Dear DNS administrators

If you administer a DNS server, please... know the rules and follow them!

NS records must be a valid, fully-qualified domain name (FQDN). They should (I think "must," but I haven't taken the time to be sure) match the nameservers listed in your whois/root-delegate record.

Your SOA record must point to a valid, FQDN nameserver that is the primary authority for the domain's records. That's what start-of-authority means.

These aren't just courtesy... using invalid information in your NS or SOA records will cause problems for caching name servers, and will result in users who cannot reliably reach your site. And they don't have to run a "broken" caching DNS server themselves... BIND9 gets confused by caching invalid NS records, returning a valid response on early attempts, but later returning "host not found" responses because it can't reach the invalid NS server. (Because it cached the NS record, not the root-delegate information.... your broken DNS record told it that record was authoritative, after all.)
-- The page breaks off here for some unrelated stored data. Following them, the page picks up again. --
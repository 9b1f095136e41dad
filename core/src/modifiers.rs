//! Modifier state reducer.
//!
//! Two producers feed modifier changes: the physical keyboard, which reports
//! held keys as paired down/up events, and the virtual keyboard, which reports
//! modifier clicks as toggles with no matching release. Both go through one
//! reducer (`ModifierState::apply`) as tagged `ModifierEvent`s, so there is a
//! single place where the fields change.
//!
//! Physical Shift/AltGr are held-state modifiers. Virtual Shift/AltGr are
//! one-shot: they clear after the next virtual character is emitted, unless
//! the matching physical key is still held down.

use std::collections::BTreeSet;

use crate::key::{self, ModifierFlags};

/// Events accepted by the reducer.
#[derive(Debug, Clone, PartialEq, Eq)]
pub enum ModifierEvent {
    /// Physical key pressed, with the platform's modifier report
    PhysicalDown { code: String, flags: ModifierFlags },
    /// Physical key released, with the platform's modifier report
    PhysicalUp { code: String, flags: ModifierFlags },
    /// Virtual keyboard click on a key (only modifier keys change state)
    VirtualToggle { code: String },
    /// Authoritative caps-lock indicator from the platform
    CapsSync { active: bool },
    /// A character was emitted from the virtual keyboard
    ConsumeOneShot,
}

/// Current modifier state shared by both input sources.
#[derive(Debug, Clone, PartialEq, Eq, Default)]
pub struct ModifierState {
    shift_active: bool,
    alt_graph_active: bool,
    caps_lock_active: bool,
    depressed_keys: BTreeSet<String>,
}

impl ModifierState {
    /// Session-start state: nothing active, nothing held.
    pub fn new() -> Self {
        Self::default()
    }

    /// Snapshot used to resolve a physical keystroke from its own flags.
    ///
    /// Meta selects the AltGraph level as well, matching how the platform
    /// reports the third level on some keyboards.
    pub fn from_flags(flags: &ModifierFlags) -> Self {
        Self {
            shift_active: flags.shift,
            alt_graph_active: flags.alt_graph_condition() || flags.meta,
            caps_lock_active: flags.caps_lock,
            depressed_keys: BTreeSet::new(),
        }
    }

    /// Explicit level flags, for resolver tests and virtual-keyboard previews.
    pub fn with_levels(shift: bool, alt_graph: bool, caps_lock: bool) -> Self {
        Self {
            shift_active: shift,
            alt_graph_active: alt_graph,
            caps_lock_active: caps_lock,
            depressed_keys: BTreeSet::new(),
        }
    }

    pub fn shift_active(&self) -> bool {
        self.shift_active
    }

    pub fn alt_graph_active(&self) -> bool {
        self.alt_graph_active
    }

    pub fn caps_lock_active(&self) -> bool {
        self.caps_lock_active
    }

    pub fn depressed_keys(&self) -> &BTreeSet<String> {
        &self.depressed_keys
    }

    pub fn is_depressed(&self, code: &str) -> bool {
        self.depressed_keys.contains(code)
    }

    fn shift_held(&self) -> bool {
        self.is_depressed(key::SHIFT_LEFT) || self.is_depressed(key::SHIFT_RIGHT)
    }

    /// Return the next state after `event`.
    pub fn apply(&self, event: &ModifierEvent) -> Self {
        let mut next = self.clone();
        match event {
            ModifierEvent::PhysicalDown { code, flags } => {
                next.depressed_keys.insert(code.clone());
                if key::is_shift_code(code) {
                    next.shift_active = true;
                }
                if flags.alt_graph_condition() {
                    next.alt_graph_active = true;
                    // AltGr is often synthesized as Ctrl+Alt; drop the phantom Ctrl.
                    next.depressed_keys.remove(key::CONTROL_LEFT);
                }
            }
            ModifierEvent::PhysicalUp { code, flags } => {
                next.depressed_keys.remove(code.as_str());
                if key::is_shift_code(code) {
                    next.shift_active = false;
                }
                if !flags.alt_graph_condition() {
                    next.alt_graph_active = false;
                }
            }
            ModifierEvent::VirtualToggle { code } => {
                if key::is_shift_code(code) {
                    next.shift_active = !next.shift_active;
                } else if code == key::ALT_RIGHT {
                    next.alt_graph_active = !next.alt_graph_active;
                } else if code == key::CAPS_LOCK {
                    next.caps_lock_active = !next.caps_lock_active;
                }
            }
            ModifierEvent::CapsSync { active } => {
                next.caps_lock_active = *active;
            }
            ModifierEvent::ConsumeOneShot => {
                if next.shift_active && !next.shift_held() {
                    next.shift_active = false;
                }
                if next.alt_graph_active && !next.is_depressed(key::ALT_RIGHT) {
                    next.alt_graph_active = false;
                }
            }
        }
        next
    }

    /// Whether the virtual keyboard should draw `code` as pressed.
    pub fn is_highlighted(&self, code: &str) -> bool {
        self.is_depressed(code)
            || (key::is_shift_code(code) && self.shift_active)
            || (code == key::ALT_RIGHT && self.alt_graph_active)
    }
}
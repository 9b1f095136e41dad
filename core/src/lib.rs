//! libkhmer-core
//!
//! Script-agnostic input-method engine shared by script-specific crates
//! (libkhmer). It turns physical and on-screen key events into edits of a
//! rich-text surface.
//!
//! Public API:
//! - `LayoutTable` / `KeyDescriptor` - Injected read-only keyboard layout
//! - `ModifierState` - Shift / AltGr / Caps Lock reducer fed by both keyboards
//! - `resolver` - Key + modifiers + mode -> emitted string
//! - `codec` - Invisible marker <-> placeholder conversion
//! - `EditableDocument` - Paragraphs, caret and selection arithmetic
//! - `TextSurface` - Focus, placeholder view, atomic placeholder deletion
//! - `ImeEngine` - Coordinator the platform drives, with `ImeContext` output
//! - `DocumentLibrary` - Named documents over a `DocumentStore` (memory or redb)
//! - `Config` - Configuration and quirk overrides
use serde::{Deserialize, Serialize};

pub mod key;
pub use key::{KeyDescriptor, KeyKind, ModifierFlags, PhysicalKeyEvent};

pub mod layout;
pub use layout::{LayoutError, LayoutTable};

pub mod modifiers;
pub use modifiers::{ModifierEvent, ModifierState};

pub mod resolver;
pub use resolver::ShiftLevel;

pub mod codec;
pub use codec::{Inline, INVISIBLE_MARKER};

pub mod markup;

pub mod document;
pub use document::{Caret, Direction, EditableDocument, Granularity, Selection};

pub mod stats;
pub use stats::Statistics;

pub mod platform;
pub use platform::PlatformQuirks;

pub mod surface;
pub use surface::{FormatCommand, FormattingAttributes, HeadlessHost, SurfaceHost, TextSurface};

pub mod store;
pub use store::{DocumentStore, MemoryStore, RedbStore, SavedDocument, StoreError};

pub mod library;
pub use library::DocumentLibrary;

pub mod context;
pub use context::ImeContext;

pub mod ime_engine;
pub use ime_engine::{DeferredTask, ImeEngine, KeyResult};

/// Generic configuration for the engine.
///
/// Only script-agnostic fields live here. Script-specific options belong in
/// the script crate's config (e.g. `KhmerConfig`), which flattens this one.
#[derive(Debug, Clone, PartialEq, Eq, Deserialize, Serialize)]
#[serde(default)]
pub struct Config {
    /// Start in native-script mode (false = Latin passthrough)
    pub native_mode: bool,

    /// Start with the placeholder view for invisible markers on
    pub show_invisibles: bool,

    /// Key the saved-document list is stored under
    pub store_key: String,

    /// Title of a document that was never saved
    pub default_title: String,

    // Platform quirk overrides. `None` keeps the detected value.
    /// Force the deferred statistics refresh on or off
    pub deferred_refresh: Option<bool>,
    /// Force composition suppression on or off
    pub composition_suppression: Option<bool>,
}

impl Default for Config {
    fn default() -> Self {
        Self {
            native_mode: true,
            show_invisibles: false,
            store_key: store::STORE_KEY.to_string(),
            default_title: library::DEFAULT_TITLE.to_string(),
            deferred_refresh: None,
            composition_suppression: None,
        }
    }
}

impl Config {
    /// Load configuration from a TOML file.
    pub fn load_toml<P: AsRef<std::path::Path>>(
        path: P,
    ) -> Result<Self, Box<dyn std::error::Error>> {
        let content = std::fs::read_to_string(path)?;
        let config: Config = toml::from_str(&content)?;
        Ok(config)
    }

    /// Save configuration to a TOML file.
    pub fn save_toml<P: AsRef<std::path::Path>>(
        &self,
        path: P,
    ) -> Result<(), Box<dyn std::error::Error>> {
        let content = toml::to_string_pretty(self)?;
        std::fs::write(path, content)?;
        Ok(())
    }

    /// Load configuration from TOML string.
    pub fn from_toml_str(content: &str) -> Result<Self, toml::de::Error> {
        toml::from_str(content)
    }

    /// Serialize configuration to TOML string.
    pub fn to_toml_string(&self) -> Result<String, toml::ser::Error> {
        toml::to_string_pretty(self)
    }

    /// Apply the quirk overrides to detected quirks.
    pub fn quirks(&self, detected: PlatformQuirks) -> PlatformQuirks {
        PlatformQuirks {
            needs_deferred_refresh: self
                .deferred_refresh
                .unwrap_or(detected.needs_deferred_refresh),
            needs_composition_suppression: self
                .composition_suppression
                .unwrap_or(detected.needs_composition_suppression),
        }
    }
}
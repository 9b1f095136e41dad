//! Invisible-marker codec.
//!
//! The invisible marker (U+200B ZERO WIDTH SPACE) has two representations:
//!
//! - **Collapsed**: the raw character inside a text run. This is the only form
//!   that is ever persisted.
//! - **Expanded**: a non-editable, zero-width placeholder element, so the
//!   marker can be seen and deleted as one unit.
//!
//! `expand` and `collapse` convert between the two on inline node sequences;
//! `expand_markup` and `collapse_markup` do the same on serialized markup.
//! The contract is `collapse(expand(x)) == collapse(x)` for every `x`.

use once_cell::sync::Lazy;
use regex::Regex;

/// The invisible marker character.
pub const INVISIBLE_MARKER: char = '\u{200B}';

/// Class that tags placeholder elements.
pub const PLACEHOLDER_CLASS: &str = "invisible-zwsp";

/// Markup emitted for one placeholder.
pub const PLACEHOLDER_MARKUP: &str =
    r#"<span class="invisible-zwsp" contenteditable="false"></span>"#;

static PLACEHOLDER_RE: Lazy<Regex> = Lazy::new(|| {
    Regex::new(r#"<span class="invisible-zwsp"[^>]*></span>"#).expect("placeholder pattern")
});

/// Inline content node of an editable paragraph.
#[derive(Debug, Clone, PartialEq, Eq)]
pub enum Inline {
    /// Run of plain text (collapsed markers included as raw characters)
    Text(String),
    /// Expanded invisible marker
    Placeholder,
    /// Opaque tag from host formatting (e.g. `<b>`, `</b>`), kept verbatim
    Markup(String),
}

impl Inline {
    pub fn text(s: impl Into<String>) -> Self {
        Inline::Text(s.into())
    }

    pub fn is_placeholder(&self) -> bool {
        matches!(self, Inline::Placeholder)
    }

    /// Length in caret units: chars for text, one for a placeholder, zero for markup.
    pub fn units(&self) -> usize {
        match self {
            Inline::Text(s) => s.chars().count(),
            Inline::Placeholder => 1,
            Inline::Markup(_) => 0,
        }
    }
}

/// True if `s` contains the raw marker.
pub fn contains_marker(s: &str) -> bool {
    s.contains(INVISIBLE_MARKER)
}

/// Split plain text into text runs and placeholders.
pub fn expand_text(text: &str) -> Vec<Inline> {
    let mut out = Vec::new();
    let mut run = String::new();
    for ch in text.chars() {
        if ch == INVISIBLE_MARKER {
            if !run.is_empty() {
                out.push(Inline::Text(std::mem::take(&mut run)));
            }
            out.push(Inline::Placeholder);
        } else {
            run.push(ch);
        }
    }
    if !run.is_empty() {
        out.push(Inline::Text(run));
    }
    out
}

/// Expand every raw marker in `nodes` into a placeholder.
pub fn expand(nodes: &[Inline]) -> Vec<Inline> {
    let mut out = Vec::with_capacity(nodes.len());
    for node in nodes {
        match node {
            Inline::Text(s) if contains_marker(s) => out.extend(expand_text(s)),
            other => out.push(other.clone()),
        }
    }
    out
}

/// Collapse every placeholder back into exactly one raw marker, merging
/// adjacent text runs.
pub fn collapse(nodes: &[Inline]) -> Vec<Inline> {
    let mut out: Vec<Inline> = Vec::with_capacity(nodes.len());
    for node in nodes {
        let piece = match node {
            Inline::Placeholder => INVISIBLE_MARKER.to_string(),
            Inline::Text(s) => s.clone(),
            Inline::Markup(m) => {
                out.push(Inline::Markup(m.clone()));
                continue;
            }
        };
        if piece.is_empty() {
            continue;
        }
        match out.last_mut() {
            Some(Inline::Text(prev)) => prev.push_str(&piece),
            _ => out.push(Inline::Text(piece)),
        }
    }
    out
}

/// Plain-text projection of `nodes` in collapsed form.
pub fn collapse_to_text(nodes: &[Inline]) -> String {
    let mut out = String::new();
    for node in nodes {
        match node {
            Inline::Text(s) => out.push_str(s),
            Inline::Placeholder => out.push(INVISIBLE_MARKER),
            Inline::Markup(_) => {}
        }
    }
    out
}

/// True if serialized markup already carries placeholder elements.
pub fn markup_has_placeholders(markup: &str) -> bool {
    markup.contains(PLACEHOLDER_CLASS)
}

/// Expand raw markers in serialized markup.
///
/// Skipped entirely when placeholders are already present, so applying it
/// twice never nests or doubles placeholders.
pub fn expand_markup(markup: &str) -> String {
    if markup_has_placeholders(markup) {
        return markup.to_string();
    }
    markup.replace(INVISIBLE_MARKER, PLACEHOLDER_MARKUP)
}

/// Collapse placeholder elements in serialized markup back to raw markers.
pub fn collapse_markup(markup: &str) -> String {
    let marker = INVISIBLE_MARKER.to_string();
    PLACEHOLDER_RE.replace_all(markup, marker.as_str()).into_owned()
}

#[cfg(test)]
mod tests {
    use super::*;

    const Z: &str = "\u{200B}";

    #[test]
    fn expand_text_splits_on_markers() {
        let nodes = expand_text(&format!("ក{Z}ខ{Z}{Z}"));
        assert_eq!(
            nodes,
            vec![
                Inline::text("ក"),
                Inline::Placeholder,
                Inline::text("ខ"),
                Inline::Placeholder,
                Inline::Placeholder,
            ]
        );
    }

    #[test]
    fn collapse_merges_runs() {
        let nodes = vec![
            Inline::text("A"),
            Inline::Placeholder,
            Inline::text("B"),
            Inline::Markup("<b>".into()),
            Inline::Placeholder,
        ];
        assert_eq!(
            collapse(&nodes),
            vec![
                Inline::text(format!("A{Z}B")),
                Inline::Markup("<b>".into()),
                Inline::text(Z),
            ]
        );
    }

    #[test]
    fn collapse_after_expand_is_identity_on_collapsed_input() {
        let samples = [
            String::new(),
            "plain".to_string(),
            format!("{Z}"),
            format!("{Z}{Z}ក{Z}"),
            format!("សួស្តី{Z}ពិភពលោក"),
        ];
        for s in samples {
            let collapsed = collapse(&[Inline::text(s.clone())]);
            assert_eq!(collapse(&expand(&collapsed)), collapsed, "sample {s:?}");
            assert_eq!(collapse_to_text(&expand_text(&s)), s);
        }
    }

    #[test]
    fn placeholder_counts_as_one_unit() {
        assert_eq!(Inline::Placeholder.units(), 1);
        assert_eq!(Inline::text("កា").units(), 2);
        assert_eq!(Inline::Markup("<i>".into()).units(), 0);
    }

    #[test]
    fn markup_round_trip() {
        let raw = format!("a{Z}b<div>{Z}</div>");
        let expanded = expand_markup(&raw);
        assert_eq!(
            expanded,
            format!("a{PLACEHOLDER_MARKUP}b<div>{PLACEHOLDER_MARKUP}</div>")
        );
        assert_eq!(collapse_markup(&expanded), raw);
    }

    #[test]
    fn markup_expand_is_skipped_when_already_expanded() {
        let expanded = format!("x{PLACEHOLDER_MARKUP}y");
        assert_eq!(expand_markup(&expanded), expanded);
        assert_eq!(expand_markup(&expand_markup(&format!("x{Z}y"))), expanded);
    }

    #[test]
    fn collapse_markup_is_noop_without_placeholders() {
        let raw = format!("<b>x</b>{Z}");
        assert_eq!(collapse_markup(&raw), raw);
        assert_eq!(collapse_markup(&collapse_markup(&raw)), raw);
    }

    #[test]
    fn collapse_markup_accepts_attribute_variants() {
        let span = r#"<span class="invisible-zwsp" contenteditable="false" data-x="1"></span>"#;
        assert_eq!(collapse_markup(&format!("a{span}b")), format!("a{Z}b"));
    }
}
If you are the DNS admin for a hosting service and you publish broken DNS records for your customers, and then argue with the person who points it out to you that "everything works fine"... you deserve to be fired. I will suggest that your customers find a more reliable hosting service.

Oh... and your SOA record better have a valid, properly-formatted contact in it. And keep your primary and secondary in sync... they shouldn't return conflicting information for days and days.

Long story short, if you don't understand DNS, keep your paws off of it, and don't you dare put "DNS administration" on your resume. Find a mentor who can review your work before you commit it to a public server. Set up a private server and practice on it. Read "DNS & BIND" for gosh sakes. It wouldn't hurt you to skim the relevant RFCs.

And never forget: Just because your DNS server _lets_ you do it does not mean that it is safe or valid to do it. Your DNS server is stupid (even BIND9, yes) about the rules and will let you do many evil things without a hint of complaint.

If you're using BIND9, use named-checkconf and named-checkzone. Get dnswalk and run it against your nameserver.

I'm not a DNS expert. There are a lot of little nooks and crannies that I've not explored or needed to use. But dammit, NS, MX, SOA, A, and CNAME records.... these are the basics, folks. If you can't play by the rules, please don't play at all.

Because you have wasted far too much of my day.

This has been a public service announcement. Thank you for listening.